**Task description**. Look below for the line containing "pub trait DigestEnzym" and the line containing "in sequence order."; repeat exactly those two lines and all lines between them, and nothing else.

..............................

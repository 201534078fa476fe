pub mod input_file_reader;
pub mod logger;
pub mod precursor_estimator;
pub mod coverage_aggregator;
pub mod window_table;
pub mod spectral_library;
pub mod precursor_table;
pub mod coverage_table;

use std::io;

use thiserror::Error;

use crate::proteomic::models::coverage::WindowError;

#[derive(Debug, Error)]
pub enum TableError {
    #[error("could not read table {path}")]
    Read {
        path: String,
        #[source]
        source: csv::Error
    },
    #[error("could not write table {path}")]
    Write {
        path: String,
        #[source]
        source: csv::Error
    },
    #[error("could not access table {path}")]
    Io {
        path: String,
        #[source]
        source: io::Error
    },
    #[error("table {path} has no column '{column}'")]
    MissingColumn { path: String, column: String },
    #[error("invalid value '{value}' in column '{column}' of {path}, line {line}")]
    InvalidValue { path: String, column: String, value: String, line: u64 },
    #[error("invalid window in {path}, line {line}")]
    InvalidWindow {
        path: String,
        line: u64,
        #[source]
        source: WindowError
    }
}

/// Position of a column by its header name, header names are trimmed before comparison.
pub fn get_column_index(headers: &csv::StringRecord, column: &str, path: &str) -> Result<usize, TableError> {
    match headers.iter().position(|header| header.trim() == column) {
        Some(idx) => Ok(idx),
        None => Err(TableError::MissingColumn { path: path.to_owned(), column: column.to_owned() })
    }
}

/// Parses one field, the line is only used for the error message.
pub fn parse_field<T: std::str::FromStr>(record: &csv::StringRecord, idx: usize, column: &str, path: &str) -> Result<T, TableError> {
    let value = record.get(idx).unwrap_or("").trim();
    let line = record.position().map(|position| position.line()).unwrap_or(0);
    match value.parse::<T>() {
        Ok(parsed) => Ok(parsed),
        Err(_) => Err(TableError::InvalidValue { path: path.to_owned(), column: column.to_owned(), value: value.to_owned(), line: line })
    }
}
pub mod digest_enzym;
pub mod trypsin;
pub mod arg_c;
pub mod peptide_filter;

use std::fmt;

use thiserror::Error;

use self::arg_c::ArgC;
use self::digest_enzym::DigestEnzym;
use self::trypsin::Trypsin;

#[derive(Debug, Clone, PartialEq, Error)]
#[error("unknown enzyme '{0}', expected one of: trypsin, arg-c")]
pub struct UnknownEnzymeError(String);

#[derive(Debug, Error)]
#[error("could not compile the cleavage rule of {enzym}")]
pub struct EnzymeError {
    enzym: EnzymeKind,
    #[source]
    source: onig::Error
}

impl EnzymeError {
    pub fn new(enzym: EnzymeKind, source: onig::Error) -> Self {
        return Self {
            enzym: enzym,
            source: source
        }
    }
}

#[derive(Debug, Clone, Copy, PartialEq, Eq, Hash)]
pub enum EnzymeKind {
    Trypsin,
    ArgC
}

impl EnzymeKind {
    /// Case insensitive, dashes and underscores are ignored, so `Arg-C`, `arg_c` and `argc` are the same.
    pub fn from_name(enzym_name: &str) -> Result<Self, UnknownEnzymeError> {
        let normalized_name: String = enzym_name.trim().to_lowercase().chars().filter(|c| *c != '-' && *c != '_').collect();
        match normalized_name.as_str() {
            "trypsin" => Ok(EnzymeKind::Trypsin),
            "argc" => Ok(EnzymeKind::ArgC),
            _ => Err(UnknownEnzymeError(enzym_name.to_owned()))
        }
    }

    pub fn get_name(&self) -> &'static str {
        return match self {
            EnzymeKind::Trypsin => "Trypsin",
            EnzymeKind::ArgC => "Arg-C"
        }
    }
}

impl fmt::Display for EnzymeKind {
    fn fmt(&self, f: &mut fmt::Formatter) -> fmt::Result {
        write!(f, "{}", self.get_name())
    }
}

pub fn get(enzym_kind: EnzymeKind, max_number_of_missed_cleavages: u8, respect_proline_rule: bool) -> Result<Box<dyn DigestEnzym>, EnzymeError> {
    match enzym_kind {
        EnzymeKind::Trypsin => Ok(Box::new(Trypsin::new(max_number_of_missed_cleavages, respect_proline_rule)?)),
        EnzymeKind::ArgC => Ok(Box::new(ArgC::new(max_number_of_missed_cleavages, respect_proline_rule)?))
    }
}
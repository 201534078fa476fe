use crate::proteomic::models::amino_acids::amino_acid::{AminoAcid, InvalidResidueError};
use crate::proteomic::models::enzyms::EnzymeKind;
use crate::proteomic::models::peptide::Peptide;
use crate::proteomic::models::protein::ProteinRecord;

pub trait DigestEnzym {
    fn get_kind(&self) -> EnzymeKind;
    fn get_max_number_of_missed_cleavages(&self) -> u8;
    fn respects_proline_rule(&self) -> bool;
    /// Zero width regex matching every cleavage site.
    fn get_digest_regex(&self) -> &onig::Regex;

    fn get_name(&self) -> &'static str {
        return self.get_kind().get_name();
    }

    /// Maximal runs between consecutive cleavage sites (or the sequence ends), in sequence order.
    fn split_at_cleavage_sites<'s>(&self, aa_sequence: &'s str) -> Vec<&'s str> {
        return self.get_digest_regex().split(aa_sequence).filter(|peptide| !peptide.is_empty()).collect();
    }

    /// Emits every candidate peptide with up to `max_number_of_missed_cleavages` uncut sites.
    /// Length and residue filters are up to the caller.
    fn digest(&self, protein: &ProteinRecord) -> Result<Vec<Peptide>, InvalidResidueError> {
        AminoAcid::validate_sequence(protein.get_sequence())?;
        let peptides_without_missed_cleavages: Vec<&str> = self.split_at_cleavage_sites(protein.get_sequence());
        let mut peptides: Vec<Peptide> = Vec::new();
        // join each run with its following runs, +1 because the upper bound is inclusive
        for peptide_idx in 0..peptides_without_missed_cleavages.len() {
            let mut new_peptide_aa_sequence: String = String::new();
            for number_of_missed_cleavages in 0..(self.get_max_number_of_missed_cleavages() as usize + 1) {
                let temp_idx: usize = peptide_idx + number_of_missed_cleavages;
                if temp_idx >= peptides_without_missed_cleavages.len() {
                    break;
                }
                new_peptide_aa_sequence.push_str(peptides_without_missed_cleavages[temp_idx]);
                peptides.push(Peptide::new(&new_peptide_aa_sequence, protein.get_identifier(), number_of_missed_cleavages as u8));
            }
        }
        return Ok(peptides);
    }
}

..............................

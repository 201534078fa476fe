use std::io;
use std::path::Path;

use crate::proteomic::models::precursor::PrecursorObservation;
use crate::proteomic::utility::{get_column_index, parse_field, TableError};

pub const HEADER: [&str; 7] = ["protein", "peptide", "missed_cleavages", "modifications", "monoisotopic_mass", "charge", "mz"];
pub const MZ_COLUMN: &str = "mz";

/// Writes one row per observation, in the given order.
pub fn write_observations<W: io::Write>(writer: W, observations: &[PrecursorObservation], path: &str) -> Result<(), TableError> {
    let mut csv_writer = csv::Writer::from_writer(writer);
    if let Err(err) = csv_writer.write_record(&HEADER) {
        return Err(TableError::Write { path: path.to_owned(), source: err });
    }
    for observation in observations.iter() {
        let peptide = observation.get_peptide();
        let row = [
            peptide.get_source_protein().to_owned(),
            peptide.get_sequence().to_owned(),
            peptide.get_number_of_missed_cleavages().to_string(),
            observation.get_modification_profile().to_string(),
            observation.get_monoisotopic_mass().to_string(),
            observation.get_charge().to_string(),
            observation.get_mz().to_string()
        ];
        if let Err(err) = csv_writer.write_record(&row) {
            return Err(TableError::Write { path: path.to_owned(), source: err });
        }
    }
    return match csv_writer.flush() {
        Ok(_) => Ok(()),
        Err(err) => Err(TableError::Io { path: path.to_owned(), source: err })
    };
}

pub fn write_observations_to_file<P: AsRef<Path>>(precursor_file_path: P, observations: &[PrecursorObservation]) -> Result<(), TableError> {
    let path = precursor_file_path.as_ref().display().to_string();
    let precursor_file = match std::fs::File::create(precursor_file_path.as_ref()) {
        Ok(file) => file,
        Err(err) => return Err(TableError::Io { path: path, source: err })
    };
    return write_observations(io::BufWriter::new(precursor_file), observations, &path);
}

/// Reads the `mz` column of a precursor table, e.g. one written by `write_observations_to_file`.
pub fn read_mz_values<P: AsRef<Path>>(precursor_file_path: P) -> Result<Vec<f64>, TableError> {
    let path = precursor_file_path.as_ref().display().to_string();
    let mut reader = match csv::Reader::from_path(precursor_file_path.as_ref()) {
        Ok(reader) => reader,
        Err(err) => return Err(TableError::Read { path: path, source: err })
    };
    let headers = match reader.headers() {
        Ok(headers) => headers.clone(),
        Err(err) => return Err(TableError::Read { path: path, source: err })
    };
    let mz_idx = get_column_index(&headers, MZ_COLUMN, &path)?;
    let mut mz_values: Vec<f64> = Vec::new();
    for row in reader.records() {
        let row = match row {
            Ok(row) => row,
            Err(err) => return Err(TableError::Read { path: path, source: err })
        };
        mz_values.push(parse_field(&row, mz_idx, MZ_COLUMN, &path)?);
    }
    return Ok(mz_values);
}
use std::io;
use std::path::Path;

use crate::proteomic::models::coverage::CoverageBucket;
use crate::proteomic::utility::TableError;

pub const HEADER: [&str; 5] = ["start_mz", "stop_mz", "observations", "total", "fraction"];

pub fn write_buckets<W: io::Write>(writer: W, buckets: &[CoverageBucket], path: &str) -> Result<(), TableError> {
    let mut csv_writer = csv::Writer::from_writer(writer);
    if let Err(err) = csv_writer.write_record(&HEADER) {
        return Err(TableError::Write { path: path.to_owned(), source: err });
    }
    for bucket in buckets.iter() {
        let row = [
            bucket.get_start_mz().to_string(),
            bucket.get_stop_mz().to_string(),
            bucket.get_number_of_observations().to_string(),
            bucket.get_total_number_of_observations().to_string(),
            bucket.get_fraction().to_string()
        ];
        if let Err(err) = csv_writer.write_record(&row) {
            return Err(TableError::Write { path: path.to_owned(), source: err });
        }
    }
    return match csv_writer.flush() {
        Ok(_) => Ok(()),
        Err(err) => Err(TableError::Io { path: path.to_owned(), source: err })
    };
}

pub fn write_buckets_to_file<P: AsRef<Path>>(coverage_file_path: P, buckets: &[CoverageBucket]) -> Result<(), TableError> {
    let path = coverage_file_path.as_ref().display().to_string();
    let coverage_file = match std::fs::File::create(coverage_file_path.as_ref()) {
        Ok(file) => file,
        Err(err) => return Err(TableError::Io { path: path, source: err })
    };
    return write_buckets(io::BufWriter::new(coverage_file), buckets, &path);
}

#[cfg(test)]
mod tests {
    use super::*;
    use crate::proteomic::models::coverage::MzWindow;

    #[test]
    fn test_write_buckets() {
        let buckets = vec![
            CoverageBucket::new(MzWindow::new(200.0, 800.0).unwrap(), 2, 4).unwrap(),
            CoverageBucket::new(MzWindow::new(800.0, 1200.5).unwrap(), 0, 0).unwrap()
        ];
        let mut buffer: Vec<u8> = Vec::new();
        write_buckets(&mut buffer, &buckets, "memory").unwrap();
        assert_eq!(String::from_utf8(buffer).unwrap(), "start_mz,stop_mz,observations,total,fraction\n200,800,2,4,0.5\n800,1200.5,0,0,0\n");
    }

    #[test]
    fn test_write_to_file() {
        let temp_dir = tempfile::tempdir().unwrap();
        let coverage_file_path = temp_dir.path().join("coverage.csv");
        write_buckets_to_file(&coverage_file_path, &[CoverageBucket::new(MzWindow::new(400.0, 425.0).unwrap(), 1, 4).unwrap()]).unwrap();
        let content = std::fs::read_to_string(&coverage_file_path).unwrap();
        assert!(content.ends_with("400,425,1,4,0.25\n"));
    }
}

..............................

**Output for this task**.
pub trait DigestEnzym {
    fn get_kind(&self) -> EnzymeKind;
    fn get_max_number_of_missed_cleavages(&self) -> u8;
    fn respects_proline_rule(&self) -> bool;
    /// Zero width regex matching every cleavage site.
    fn get_digest_regex(&self) -> &onig::Regex;

    fn get_name(&self) -> &'static str {
        return self.get_kind().get_name();
    }

    /// Maximal runs between consecutive cleavage sites (or the sequence ends), in sequence order.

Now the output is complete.